= Comptoir d'Escompte =

The Comptoirs d'Escompte or Comptoirs Nationaux d'Escompte, literally "[national] discount counters", were 65 local banks created in a hurry in March 1848 by the government of the Second French Republic to maintain financial stability in the turmoil following the February Revolution.

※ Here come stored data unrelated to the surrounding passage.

//! Ordered keyword tables for intent extraction.
//!
//! Each table is scanned top to bottom and the first rule whose keyword
//! appears in the request wins. The order is part of the contract: "django"
//! is checked before "flask", "serverless" before "container", and so on.
//! Keywords match case-insensitively on word boundaries, so "Node.js",
//! "NODE" and "node-based" all hit the `node` keyword.

use crate::stack::{AppType, CloudProvider, DeploymentMode};
use regex::Regex;
use std::sync::OnceLock;

pub const APP_TYPE_KEYWORDS: &[(AppType, &[&str])] = &[
    (AppType::Django, &["django"]),
    (AppType::Flask, &["flask"]),
    (AppType::NodeJs, &["node", "nodejs", "node.js", "javascript"]),
    (AppType::Express, &["express", "expressjs", "express.js"]),
    (AppType::React, &["react", "reactjs", "react.js"]),
];

pub const CLOUD_PROVIDER_KEYWORDS: &[(CloudProvider, &[&str])] = &[
    (CloudProvider::Aws, &["aws", "amazon"]),
    (CloudProvider::Gcp, &["gcp", "google"]),
    (CloudProvider::Azure, &["azure", "microsoft"]),
];

pub const DEPLOYMENT_MODE_KEYWORDS: &[(DeploymentMode, &[&str])] = &[
    (
        DeploymentMode::Serverless,
        &["serverless", "lambda", "lambdas", "faas"],
    ),
    (
        DeploymentMode::Container,
        &["container", "containers", "containerized", "docker", "fargate"],
    ),
    (
        DeploymentMode::Vm,
        &["vm", "vms", "ec2", "virtual machine", "virtual machines"],
    ),
];

/// One row of a keyword table.
#[derive(Debug, Clone)]
pub struct KeywordRule<T> {
    pub value: T,
    pub keywords: &'static [&'static str],
    pattern: Regex,
}

impl<T: Copy> KeywordRule<T> {
    pub fn new(value: T, keywords: &'static [&'static str]) -> Result<Self, regex::Error> {
        let alternatives: Vec<String> = keywords.iter().map(|k| regex::escape(k)).collect();
        let pattern = Regex::new(&format!(r"(?i)\b(?:{})\b", alternatives.join("|")))?;
        Ok(Self {
            value,
            keywords,
            pattern,
        })
    }

    pub fn is_match(&self, text: &str) -> bool {
        self.pattern.is_match(text)
    }
}

/// First-match-wins scan over an ordered rule list.
pub fn first_match<T: Copy>(rules: &[KeywordRule<T>], text: &str) -> Option<T> {
    rules.iter().find(|rule| rule.is_match(text)).map(|rule| rule.value)
}

fn build_table<T: Copy>(
    table: &'static [(T, &'static [&'static str])],
) -> Result<Vec<KeywordRule<T>>, regex::Error> {
    table
        .iter()
        .map(|(value, keywords)| KeywordRule::new(*value, *keywords))
        .collect()
}

/// Compiled keyword tables, built once per process.
#[derive(Debug, Clone)]
pub struct IntentRules {
    pub app_types: Vec<KeywordRule<AppType>>,
    pub cloud_providers: Vec<KeywordRule<CloudProvider>>,
    pub deployment_modes: Vec<KeywordRule<DeploymentMode>>,
}

static STANDARD_RULES: OnceLock<IntentRules> = OnceLock::new();

impl IntentRules {
    pub fn from_tables(
        app_types: &'static [(AppType, &'static [&'static str])],
        cloud_providers: &'static [(CloudProvider, &'static [&'static str])],
        deployment_modes: &'static [(DeploymentMode, &'static [&'static str])],
    ) -> Result<Self, regex::Error> {
        Ok(Self {
            app_types: build_table(app_types)?,
            cloud_providers: build_table(cloud_providers)?,
            deployment_modes: build_table(deployment_modes)?,
        })
    }

    /// The built-in tables. Keywords are escaped before compilation, so the
    /// patterns cannot fail to build.
    pub fn standard() -> &'static IntentRules {
        STANDARD_RULES.get_or_init(|| {
            Self::from_tables(
                APP_TYPE_KEYWORDS,
                CLOUD_PROVIDER_KEYWORDS,
                DEPLOYMENT_MODE_KEYWORDS,
            )
            .expect("escaped keyword patterns always compile")
        })
    }

    /// True when `token` is one of the framework/provider/mode keywords.
    pub fn is_keyword(&self, token: &str) -> bool {
        let token = token.to_lowercase();
        let in_table = |keywords: &[&str]| keywords.iter().any(|k| *k == token);

        self.app_types.iter().any(|r| in_table(r.keywords))
            || self.cloud_providers.iter().any(|r| in_table(r.keywords))
            || self.deployment_modes.iter().any(|r| in_table(r.keywords))
    }
}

Most of them disappeared when the government withdrew its support in May 1852, except the following:
- Comptoir d'escompte d'Alès (1848-?)
- Comptoir d'escompte d'Angoulême (1848-1897?)
- Comptoir d'escompte de Caen (1848-1874)
- Comptoir d'escompte de Colmar (1848-1884)
- Comptoir d'escompte de Dôle (1848-1892?)
- Comptoir d'escompte de Lille (1848-1866), a predecessor entity of the Crédit du Nord
- Comptoir d'escompte de Mulhouse (1848-1930), a predecessor entity of BNP Paribas
- Comptoir National d'Escompte de Paris (1848-1966), another predecessor entity of BNP Paribas
- Comptoir d'escompte de Rouen (1848-1935), absorbed in 1935 by the Crédit Industriel et Commercial
- Comptoir d'escompte de Sainte-Marie-aux-Mines (1848-1867?)
- Comptoir d'escompte de Sablé (1848-1890s?)

The Comptoir d'escompte de Bayeux was created a bit later in 1853, and went bankrupt in 1869.